The RCGT cluster was out in force at the British Academy of Management’s symposium on corporate governance in small and medium-sized companies at the headquarters of the Association of Chartered Certified Accountants in London in February 2019. Organised by Dr. Leslie Spiers, the symposium heard papers from scholars from as far afield as Bangladesh, and guest talks by representatives of the Institute of Directors and, from Washington, the International Finance Corporation, part of the World Bank Group. Also giving papers were Spiers, Professor Steve Letza, Azeez Balogun, and Donald Nordberg.
For a third year, Donald Nordberg is organising the corporate governance track at the 2019 British Academy of Management conference at Aston University in Birmingham.
Dennis Seaman presented an early glimpse of his doctoral study to a February 2018 London symposium of the corporate governance special interest group of the British Academy of Management.
Rebecca Booth and Donald Nordberg wrote to the UK Financial Reporting Council endorsing its plan to extend the recommendation of external board evaluation to all listed companies. They also urged attention to the need for professionalisation of such efforts as more and more companies that undertake such activities. They were contributing to the 2018 consultation on revising the UK Corporate Governance Code. Booth, who earned her MSc in Corporate Governance with Distinction at BU, is a board service practitioner at Carey Group Guernsey.
Bchr Alatassi presented a paper developing a conceptual framework for corporate governance in Islamic finance to the 2017 British Academy of Management conference at the University of Warwick, based on work towards his PhD studies.

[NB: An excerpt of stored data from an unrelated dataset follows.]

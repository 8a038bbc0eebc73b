pub mod dates;
pub mod guess;
pub mod layout;
pub mod mapper;
pub mod number;
pub mod options;
pub mod times;
pub mod transaction;

pub use dates::{
    default_date_layouts, parse_date_string, parse_date_strings, parse_date_strings_with,
    try_parse_date,
};
pub use guess::{guess, Confidence, FieldGuess, GuessOptions, GuessResult};
pub use layout::{Layout, ParseError};
pub use mapper::{FieldMapper, FieldMapping, FieldSource, Transform};
pub use number::{looks_like_amount, parse_amount, parse_significant_number, try_parse_number};
pub use options::merge_options;
pub use times::{
    format_time_string, parse_time_strings, parse_time_strings_with, to_ms, to_time_components,
    TimeComponents,
};
pub use transaction::{FieldValue, Metadata, Record, Transaction, TransactionKey, TransactionLike};
//! A small token-based interpreter for date and time layouts.
//!
//! Layouts use the familiar pattern letters:
//!
//! | Token | Meaning |
//! |---|---|
//! | `yyyy` | four-digit year |
//! | `MM` / `M` | month, two digits / one or two digits |
//! | `MMMM` / `MMM` | month name, full / three-letter |
//! | `dd` / `d` | day of month |
//! | `HH` / `H` | hour, 0-23 |
//! | `hh` / `h` | hour, 1-12 (paired with `a`) |
//! | `mm` / `m` | minute |
//! | `ss` / `s` | second |
//! | `SSS` | millisecond |
//! | `a` | `AM`/`PM` marker, any case |
//!
//! Any other non-letter character is matched literally, and text inside single
//! quotes is literal (`''` is a quote). Doubled tokens require exactly two
//! digits. Matching is anchored at both ends and never backtracks.

use std::fmt;

use thiserror::Error;

#[derive(Error, Debug, Clone, PartialEq, Eq)]
pub enum ParseError {
    #[error("Could not parse dates: no single layout fits all {0} values")]
    UnparseableDates(usize),
    #[error("Could not parse times: no single layout fits all {0} values")]
    UnparseableTimes(usize),
    #[error("Invalid layout '{layout}': {reason}")]
    InvalidLayout { layout: String, reason: String },
}

#[derive(Debug, Clone, PartialEq, Eq)]
enum Token {
    Literal(String),
    Year,
    Month { padded: bool },
    MonthName { full: bool },
    Day { padded: bool },
    Hour24 { padded: bool },
    Hour12 { padded: bool },
    Minute { padded: bool },
    Second { padded: bool },
    Millisecond,
    Meridiem,
}

/// Raw components captured by a successful scan. Range checks beyond digit
/// counts are left to the date and time builders.
#[derive(Debug, Default, Clone, Copy, PartialEq, Eq)]
pub(crate) struct Captured {
    pub year: Option<i32>,
    pub month: Option<u32>,
    pub day: Option<u32>,
    pub hour: Option<u32>,
    pub twelve_hour: bool,
    pub minute: Option<u32>,
    pub second: Option<u32>,
    pub millisecond: Option<u32>,
    pub pm: Option<bool>,
}

/// A compiled layout.
#[derive(Debug, Clone, PartialEq, Eq)]
pub struct Layout {
    source: String,
    tokens: Vec<Token>,
}

impl fmt::Display for Layout {
    fn fmt(&self, f: &mut fmt::Formatter<'_>) -> fmt::Result {
        f.write_str(&self.source)
    }
}

impl Layout {
    pub fn compile(source: &str) -> Result<Layout, ParseError> {
        let invalid = |reason: String| ParseError::InvalidLayout {
            layout: source.to_string(),
            reason,
        };

        let chars: Vec<char> = source.chars().collect();
        let mut tokens = Vec::new();
        let mut literal = String::new();
        let mut i = 0;

        while i < chars.len() {
            let c = chars[i];

            if c == '\'' {
                if chars.get(i + 1) == Some(&'\'') {
                    literal.push('\'');
                    i += 2;
                    continue;
                }
                let close = chars[i + 1..]
                    .iter()
                    .position(|&q| q == '\'')
                    .ok_or_else(|| invalid("unterminated quote".to_string()))?;
                literal.extend(&chars[i + 1..i + 1 + close]);
                i += close + 2;
                continue;
            }

            if !c.is_ascii_alphabetic() {
                literal.push(c);
                i += 1;
                continue;
            }

            let run = chars[i..].iter().take_while(|&&x| x == c).count();
            let token = match (c, run) {
                ('y', 4) => Token::Year,
                ('M', 1) => Token::Month { padded: false },
                ('M', 2) => Token::Month { padded: true },
                ('M', 3) => Token::MonthName { full: false },
                ('M', 4) => Token::MonthName { full: true },
                ('d', 1 | 2) => Token::Day { padded: run == 2 },
                ('H', 1 | 2) => Token::Hour24 { padded: run == 2 },
                ('h', 1 | 2) => Token::Hour12 { padded: run == 2 },
                ('m', 1 | 2) => Token::Minute { padded: run == 2 },
                ('s', 1 | 2) => Token::Second { padded: run == 2 },
                ('S', 3) => Token::Millisecond,
                ('a', 1..=3) => Token::Meridiem,
                _ => {
                    let pattern: String = std::iter::repeat(c).take(run).collect();
                    return Err(invalid(format!("unsupported token '{pattern}'")));
                }
            };

            if !literal.is_empty() {
                tokens.push(Token::Literal(std::mem::take(&mut literal)));
            }
            tokens.push(token);
            i += run;
        }

        if !literal.is_empty() {
            tokens.push(Token::Literal(literal));
        }

        Ok(Layout {
            source: source.to_string(),
            tokens,
        })
    }

    pub fn as_str(&self) -> &str {
        &self.source
    }

    /// Matches the whole of `input` against this layout.
    pub(crate) fn scan(&self, input: &str) -> Option<Captured> {
        let mut rest = input;
        let mut captured = Captured::default();

        for token in &self.tokens {
            rest = match token {
                Token::Literal(lit) => rest.strip_prefix(lit.as_str())?,
                Token::Year => {
                    let (year, r) = take_digits(rest, 4, 4)?;
                    captured.year = Some(year as i32);
                    r
                }
                Token::Month { padded } => {
                    let (month, r) = take_field(rest, *padded)?;
                    captured.month = Some(month);
                    r
                }
                Token::MonthName { full } => {
                    let (month, r) = take_month_name(rest, *full)?;
                    captured.month = Some(month);
                    r
                }
                Token::Day { padded } => {
                    let (day, r) = take_field(rest, *padded)?;
                    captured.day = Some(day);
                    r
                }
                Token::Hour24 { padded } => {
                    let (hour, r) = take_field(rest, *padded)?;
                    captured.hour = Some(hour);
                    captured.twelve_hour = false;
                    r
                }
                Token::Hour12 { padded } => {
                    let (hour, r) = take_field(rest, *padded)?;
                    if !(1..=12).contains(&hour) {
                        return None;
                    }
                    captured.hour = Some(hour);
                    captured.twelve_hour = true;
                    r
                }
                Token::Minute { padded } => {
                    let (minute, r) = take_field(rest, *padded)?;
                    captured.minute = Some(minute);
                    r
                }
                Token::Second { padded } => {
                    let (second, r) = take_field(rest, *padded)?;
                    captured.second = Some(second);
                    r
                }
                Token::Millisecond => {
                    let (ms, r) = take_digits(rest, 3, 3)?;
                    captured.millisecond = Some(ms);
                    r
                }
                Token::Meridiem => {
                    let (pm, r) = take_meridiem(rest)?;
                    captured.pm = Some(pm);
                    r
                }
            };
        }

        rest.is_empty().then_some(captured)
    }
}

/// Compiles a caller-supplied layout list, failing on the first bad layout.
pub(crate) fn compile_all<S: AsRef<str>>(sources: &[S]) -> Result<Vec<Layout>, ParseError> {
    sources.iter().map(|s| Layout::compile(s.as_ref())).collect()
}

/// Tries each layout in order against the whole batch and returns the first
/// layout under which every value both scans and builds, with the results.
pub(crate) fn probe<'l, S, T>(
    values: &[S],
    layouts: &'l [Layout],
    build: impl Fn(&Captured) -> Option<T>,
) -> Option<(&'l Layout, Vec<T>)>
where
    S: AsRef<str>,
{
    layouts.iter().find_map(|layout| {
        let parsed: Option<Vec<T>> = values
            .iter()
            .map(|v| layout.scan(v.as_ref()).as_ref().and_then(&build))
            .collect();
        parsed.map(|parsed| (layout, parsed))
    })
}

fn take_digits(s: &str, min: usize, max: usize) -> Option<(u32, &str)> {
    let count = s.bytes().take(max).take_while(u8::is_ascii_digit).count();
    if count < min {
        return None;
    }
    let value = s[..count].parse().ok()?;
    Some((value, &s[count..]))
}

fn take_field(s: &str, padded: bool) -> Option<(u32, &str)> {
    if padded {
        take_digits(s, 2, 2)
    } else {
        take_digits(s, 1, 2)
    }
}

const MONTHS: [&str; 12] = [
    "january", "february", "march", "april", "may", "june",
    "july", "august", "september", "october", "november", "december",
];

fn starts_with_ignore_case<'a>(s: &'a str, prefix: &str) -> Option<&'a str> {
    let head = s.get(..prefix.len())?;
    head.eq_ignore_ascii_case(prefix).then(|| &s[prefix.len()..])
}

fn take_month_name(s: &str, full: bool) -> Option<(u32, &str)> {
    let by_name = |len: Option<usize>| {
        MONTHS.iter().zip(1u32..).find_map(|(name, n)| {
            let name = len.map_or(*name, |l| &name[..l]);
            starts_with_ignore_case(s, name).map(|rest| (n, rest))
        })
    };
    if full {
        by_name(None).or_else(|| by_name(Some(3)))
    } else {
        by_name(Some(3))
    }
}

fn take_meridiem(s: &str) -> Option<(bool, &str)> {
    for (marker, pm) in [("a.m.", false), ("p.m.", true), ("am", false), ("pm", true)] {
        if let Some(rest) = starts_with_ignore_case(s, marker) {
            return Some((pm, rest));
        }
    }
    None
}

#[cfg(test)]
mod tests {
    use super::*;

    fn scan(layout: &str, input: &str) -> Option<Captured> {
        Layout::compile(layout).unwrap().scan(input)
    }

    // ── compile ───────────────────────────────────────────────────────────────

    #[test]
    fn compile_splits_tokens_and_literals() {
        let layout = Layout::compile("yyyy-MM-dd").unwrap();
        assert_eq!(
            layout.tokens,
            vec![
                Token::Year,
                Token::Literal("-".into()),
                Token::Month { padded: true },
                Token::Literal("-".into()),
                Token::Day { padded: true },
            ]
        );
    }

    #[test]
    fn compile_quoted_literals() {
        let layout = Layout::compile("HH'h'mm'm'").unwrap();
        assert_eq!(
            layout.tokens,
            vec![
                Token::Hour24 { padded: true },
                Token::Literal("h".into()),
                Token::Minute { padded: true },
                Token::Literal("m".into()),
            ]
        );
        let quote = Layout::compile("HH''mm").unwrap();
        assert_eq!(quote.tokens[1], Token::Literal("'".into()));
    }

    #[test]
    fn compile_rejects_unknown_tokens() {
        assert!(matches!(
            Layout::compile("yy/MM/dd"),
            Err(ParseError::InvalidLayout { .. })
        ));
        assert!(matches!(
            Layout::compile("HH:mm Q"),
            Err(ParseError::InvalidLayout { .. })
        ));
        assert!(matches!(
            Layout::compile("HH'h"),
            Err(ParseError::InvalidLayout { .. })
        ));
    }

    // ── scan ──────────────────────────────────────────────────────────────────

    #[test]
    fn scan_iso_date() {
        let c = scan("yyyy-MM-dd", "2024-04-01").unwrap();
        assert_eq!((c.year, c.month, c.day), (Some(2024), Some(4), Some(1)));
    }

    #[test]
    fn scan_requires_full_match() {
        assert!(scan("yyyy-MM-dd", "2024-04-01T00:00").is_none());
        assert!(scan("yyyy-MM-dd", "2024-04").is_none());
    }

    #[test]
    fn scan_year_needs_four_digits() {
        assert!(scan("yyyy/MM/dd", "24/04/01").is_none());
        assert!(scan("d/M/yyyy", "1/4/24").is_none());
    }

    #[test]
    fn scan_padded_versus_unpadded() {
        assert!(scan("dd/MM/yyyy", "1/4/2024").is_none());
        let c = scan("d/M/yyyy", "1/4/2024").unwrap();
        assert_eq!((c.day, c.month), (Some(1), Some(4)));
        let c = scan("d/M/yyyy", "13/11/2024").unwrap();
        assert_eq!((c.day, c.month), (Some(13), Some(11)));
    }

    #[test]
    fn scan_month_names_any_case() {
        let c = scan("d MMMM yyyy", "1 april 2024").unwrap();
        assert_eq!(c.month, Some(4));
        let c = scan("dd MMM yyyy", "01 APR 2024").unwrap();
        assert_eq!(c.month, Some(4));
        let c = scan("MMMM d yyyy", "September 9 2024").unwrap();
        assert_eq!(c.month, Some(9));
        assert!(scan("dd MMM yyyy", "01 April 2024").is_none());
    }

    #[test]
    fn scan_twelve_hour_with_marker() {
        let c = scan("h:mm a", "2:30 PM").unwrap();
        assert_eq!(c.hour, Some(2));
        assert!(c.twelve_hour);
        assert_eq!(c.pm, Some(true));
        assert!(scan("h:mm a", "13:30 PM").is_none());
        assert!(scan("h:mm a", "0:30 AM").is_none());
    }

    #[test]
    fn scan_milliseconds() {
        let c = scan("HH:mm:ss.SSS", "14:30:00.250").unwrap();
        assert_eq!(c.millisecond, Some(250));
        assert!(scan("HH:mm:ss.SSS", "14:30:00.25").is_none());
    }

    #[test]
    fn scan_unicode_input_does_not_panic() {
        assert!(scan("MMM dd yyyy", "É 01 2024").is_none());
        assert!(scan("dd MMM yyyy", "01 ñov 2024").is_none());
    }

    // ── probe ─────────────────────────────────────────────────────────────────

    #[test]
    fn probe_picks_first_layout_fitting_whole_batch() {
        let layouts = compile_all(&["dd/MM/yyyy", "MM/dd/yyyy"]).unwrap();
        let days = |c: &Captured| c.day;

        let (layout, days_found) =
            probe(&["01/04/2024", "13/04/2024"], &layouts, days).unwrap();
        assert_eq!(layout.as_str(), "dd/MM/yyyy");
        assert_eq!(days_found, vec![1, 13]);

        // A month of 13 rules out the day-first layout for the whole batch.
        let (layout, _) = probe(&["04/01/2024", "04/13/2024"], &layouts, |c: &Captured| {
            (c.month? <= 12).then_some(())
        })
        .unwrap();
        assert_eq!(layout.as_str(), "MM/dd/yyyy");
    }

    #[test]
    fn probe_fails_when_no_layout_fits() {
        let layouts = compile_all(&["yyyy-MM-dd"]).unwrap();
        assert!(probe(&["2024-01-01", "nope"], &layouts, |c: &Captured| c.day).is_none());
    }
}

Leslie Spiers presented preliminary findings of his PhD studies to the Conference of Professors of Accounting and Finance in Birmingham, an event run under the aegis of the British Accounting & Finance Association.
The University of Oxford’s Law Department invited Donald Nordberg to contribute to its widely read Oxford Business Law Blog, summarising his working paper called “Cadbury and a road not taken”, a look back at the development of the UK Corporate Governance Code. The blogpost also looks forward to the “fundamental review” of the code planned by the Financial Reporting Council in the autumn of 2017.
Rebecca Booth and Donald Nordberg have collaborated on a pair of conference papers concerning board evaluation theory and practice. The empirical study of directors’ experience of the practice was presented to the International Corporate Governance Society in Rome in early September 2017. A review paper that builds a framework for practice was presented the following week to the British Academy of Management conference at the University of Warwick. Booth, a financial services practitioner focused on board development, earned an MSc in Corporate Governance with Distinction from BU.
Marg Concannon, who earned an MSc in Corporate Governance with Distinction at BU, and Donald Nordberg have collaborated on a paper examining how boards of directors work on strategy in the increasingly regulated environment after the financial crisis. Using theories of liminality developed in anthropology and reinterpreted in organisation studies, it identifies practices of strategising that seek to reassert creativity when regulation places emphasis on compliance.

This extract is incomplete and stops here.